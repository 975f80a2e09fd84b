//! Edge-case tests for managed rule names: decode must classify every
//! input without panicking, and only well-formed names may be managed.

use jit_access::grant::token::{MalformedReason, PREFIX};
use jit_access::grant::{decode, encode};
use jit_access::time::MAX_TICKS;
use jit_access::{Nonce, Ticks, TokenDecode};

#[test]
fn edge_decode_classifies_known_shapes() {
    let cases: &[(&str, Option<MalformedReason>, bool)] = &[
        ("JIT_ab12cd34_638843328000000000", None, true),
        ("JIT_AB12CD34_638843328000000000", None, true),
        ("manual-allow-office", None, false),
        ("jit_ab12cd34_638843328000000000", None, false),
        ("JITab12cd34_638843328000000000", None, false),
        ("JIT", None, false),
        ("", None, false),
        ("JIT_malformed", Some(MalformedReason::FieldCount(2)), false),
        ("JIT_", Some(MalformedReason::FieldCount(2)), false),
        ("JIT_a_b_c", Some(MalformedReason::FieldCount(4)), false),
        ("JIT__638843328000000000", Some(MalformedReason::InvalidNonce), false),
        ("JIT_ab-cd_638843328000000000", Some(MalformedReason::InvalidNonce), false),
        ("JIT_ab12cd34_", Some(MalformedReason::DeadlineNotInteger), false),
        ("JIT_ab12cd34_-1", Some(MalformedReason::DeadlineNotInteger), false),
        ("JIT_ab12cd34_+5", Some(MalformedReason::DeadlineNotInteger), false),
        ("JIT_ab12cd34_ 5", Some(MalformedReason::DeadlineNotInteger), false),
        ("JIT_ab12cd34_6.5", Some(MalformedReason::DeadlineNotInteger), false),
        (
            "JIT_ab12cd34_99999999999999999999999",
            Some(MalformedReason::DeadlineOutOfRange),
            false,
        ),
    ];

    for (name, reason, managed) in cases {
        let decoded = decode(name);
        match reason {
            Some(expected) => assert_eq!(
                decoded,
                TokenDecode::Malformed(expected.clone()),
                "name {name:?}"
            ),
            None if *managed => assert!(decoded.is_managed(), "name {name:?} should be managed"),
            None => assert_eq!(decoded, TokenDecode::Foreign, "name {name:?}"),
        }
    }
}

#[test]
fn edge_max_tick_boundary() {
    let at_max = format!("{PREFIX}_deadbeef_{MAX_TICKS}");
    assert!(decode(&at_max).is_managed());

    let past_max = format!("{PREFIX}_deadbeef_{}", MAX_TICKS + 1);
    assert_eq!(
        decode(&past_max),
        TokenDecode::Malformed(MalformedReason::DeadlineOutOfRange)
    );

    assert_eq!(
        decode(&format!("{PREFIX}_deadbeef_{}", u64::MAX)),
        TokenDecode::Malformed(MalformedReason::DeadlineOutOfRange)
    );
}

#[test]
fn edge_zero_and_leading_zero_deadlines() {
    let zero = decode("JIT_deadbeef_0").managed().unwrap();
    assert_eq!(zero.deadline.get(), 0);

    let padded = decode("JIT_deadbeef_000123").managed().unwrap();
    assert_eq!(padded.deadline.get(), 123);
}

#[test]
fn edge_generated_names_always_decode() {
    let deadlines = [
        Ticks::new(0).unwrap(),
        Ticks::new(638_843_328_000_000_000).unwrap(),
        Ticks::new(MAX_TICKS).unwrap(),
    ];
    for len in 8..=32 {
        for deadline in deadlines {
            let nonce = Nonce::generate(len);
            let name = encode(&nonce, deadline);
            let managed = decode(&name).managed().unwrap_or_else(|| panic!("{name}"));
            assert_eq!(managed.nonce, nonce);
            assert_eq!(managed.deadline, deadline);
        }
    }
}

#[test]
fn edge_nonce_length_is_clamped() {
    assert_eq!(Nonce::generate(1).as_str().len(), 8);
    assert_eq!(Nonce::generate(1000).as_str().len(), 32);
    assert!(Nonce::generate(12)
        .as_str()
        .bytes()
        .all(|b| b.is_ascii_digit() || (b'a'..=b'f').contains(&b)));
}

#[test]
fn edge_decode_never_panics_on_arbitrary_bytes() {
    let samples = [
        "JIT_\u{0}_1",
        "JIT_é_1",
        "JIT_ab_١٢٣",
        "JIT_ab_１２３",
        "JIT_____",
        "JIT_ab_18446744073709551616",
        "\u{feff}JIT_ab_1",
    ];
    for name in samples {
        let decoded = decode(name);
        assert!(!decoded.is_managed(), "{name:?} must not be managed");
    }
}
********
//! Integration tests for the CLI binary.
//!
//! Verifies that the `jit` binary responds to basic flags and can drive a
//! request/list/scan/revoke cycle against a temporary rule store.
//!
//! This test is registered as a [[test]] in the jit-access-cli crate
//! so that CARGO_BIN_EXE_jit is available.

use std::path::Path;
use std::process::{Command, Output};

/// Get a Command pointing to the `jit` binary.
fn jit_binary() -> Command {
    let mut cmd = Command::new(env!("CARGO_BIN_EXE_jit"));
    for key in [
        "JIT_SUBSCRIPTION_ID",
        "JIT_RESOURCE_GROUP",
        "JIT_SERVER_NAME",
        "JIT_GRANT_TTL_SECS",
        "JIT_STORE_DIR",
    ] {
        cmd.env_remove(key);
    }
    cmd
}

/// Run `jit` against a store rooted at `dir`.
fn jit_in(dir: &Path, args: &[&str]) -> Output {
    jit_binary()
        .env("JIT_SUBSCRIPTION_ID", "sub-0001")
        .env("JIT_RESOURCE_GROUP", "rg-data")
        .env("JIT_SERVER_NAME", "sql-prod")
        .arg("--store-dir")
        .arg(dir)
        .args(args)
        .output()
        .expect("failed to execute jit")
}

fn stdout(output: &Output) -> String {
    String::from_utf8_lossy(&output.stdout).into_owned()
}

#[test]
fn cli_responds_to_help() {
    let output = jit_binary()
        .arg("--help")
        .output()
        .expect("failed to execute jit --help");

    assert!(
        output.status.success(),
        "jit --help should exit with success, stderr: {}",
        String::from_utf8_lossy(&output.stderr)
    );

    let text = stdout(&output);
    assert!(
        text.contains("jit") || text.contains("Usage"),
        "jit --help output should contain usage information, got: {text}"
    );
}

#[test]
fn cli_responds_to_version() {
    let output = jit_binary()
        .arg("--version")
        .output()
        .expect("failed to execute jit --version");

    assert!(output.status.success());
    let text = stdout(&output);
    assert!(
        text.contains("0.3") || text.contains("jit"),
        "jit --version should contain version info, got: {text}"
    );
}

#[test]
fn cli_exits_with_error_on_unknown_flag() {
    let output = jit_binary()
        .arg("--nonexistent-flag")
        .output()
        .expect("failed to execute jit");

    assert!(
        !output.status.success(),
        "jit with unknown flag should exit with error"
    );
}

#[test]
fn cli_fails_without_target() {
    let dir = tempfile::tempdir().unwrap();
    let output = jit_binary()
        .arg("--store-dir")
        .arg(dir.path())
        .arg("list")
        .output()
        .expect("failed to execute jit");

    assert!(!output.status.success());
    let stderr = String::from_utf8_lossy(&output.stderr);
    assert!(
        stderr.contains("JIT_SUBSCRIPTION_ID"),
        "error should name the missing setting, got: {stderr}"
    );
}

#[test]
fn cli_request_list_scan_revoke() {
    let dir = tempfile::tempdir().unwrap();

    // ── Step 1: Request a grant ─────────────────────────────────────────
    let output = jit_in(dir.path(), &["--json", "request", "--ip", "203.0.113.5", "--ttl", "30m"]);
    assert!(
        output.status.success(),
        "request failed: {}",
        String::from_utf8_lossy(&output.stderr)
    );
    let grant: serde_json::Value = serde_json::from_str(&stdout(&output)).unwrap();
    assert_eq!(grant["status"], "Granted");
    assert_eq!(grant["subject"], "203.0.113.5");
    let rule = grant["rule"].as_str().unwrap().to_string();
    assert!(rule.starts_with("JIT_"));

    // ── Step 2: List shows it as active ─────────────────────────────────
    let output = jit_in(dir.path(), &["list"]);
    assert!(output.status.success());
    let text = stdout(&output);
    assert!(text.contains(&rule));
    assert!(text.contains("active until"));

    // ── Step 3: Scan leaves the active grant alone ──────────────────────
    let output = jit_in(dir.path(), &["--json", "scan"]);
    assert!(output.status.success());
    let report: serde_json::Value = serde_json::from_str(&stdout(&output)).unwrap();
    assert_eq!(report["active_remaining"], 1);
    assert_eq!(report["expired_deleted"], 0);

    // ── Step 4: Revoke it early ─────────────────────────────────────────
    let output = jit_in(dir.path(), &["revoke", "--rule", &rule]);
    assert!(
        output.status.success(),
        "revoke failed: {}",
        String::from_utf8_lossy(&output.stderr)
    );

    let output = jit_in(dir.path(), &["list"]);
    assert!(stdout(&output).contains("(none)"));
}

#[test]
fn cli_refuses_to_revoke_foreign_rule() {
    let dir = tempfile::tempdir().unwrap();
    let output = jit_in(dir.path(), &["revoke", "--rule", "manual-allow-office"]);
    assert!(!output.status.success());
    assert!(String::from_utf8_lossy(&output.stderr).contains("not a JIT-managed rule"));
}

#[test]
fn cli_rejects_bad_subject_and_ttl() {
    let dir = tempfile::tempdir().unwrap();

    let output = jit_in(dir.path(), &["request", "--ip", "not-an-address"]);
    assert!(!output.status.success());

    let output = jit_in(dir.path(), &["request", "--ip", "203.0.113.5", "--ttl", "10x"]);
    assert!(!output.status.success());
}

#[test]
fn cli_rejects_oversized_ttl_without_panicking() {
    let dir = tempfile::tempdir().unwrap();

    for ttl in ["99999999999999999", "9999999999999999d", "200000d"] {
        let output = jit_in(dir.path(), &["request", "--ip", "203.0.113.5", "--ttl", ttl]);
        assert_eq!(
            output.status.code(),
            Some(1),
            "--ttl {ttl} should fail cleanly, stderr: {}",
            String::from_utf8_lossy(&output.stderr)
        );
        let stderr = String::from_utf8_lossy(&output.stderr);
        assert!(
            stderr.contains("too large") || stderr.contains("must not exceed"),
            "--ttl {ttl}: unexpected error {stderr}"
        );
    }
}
********
Where a line above holds the string "office", show that line.

        ("manual-allow-office", None, false),
    let output = jit_in(dir.path(), &["revoke", "--rule", "manual-allow-office"]);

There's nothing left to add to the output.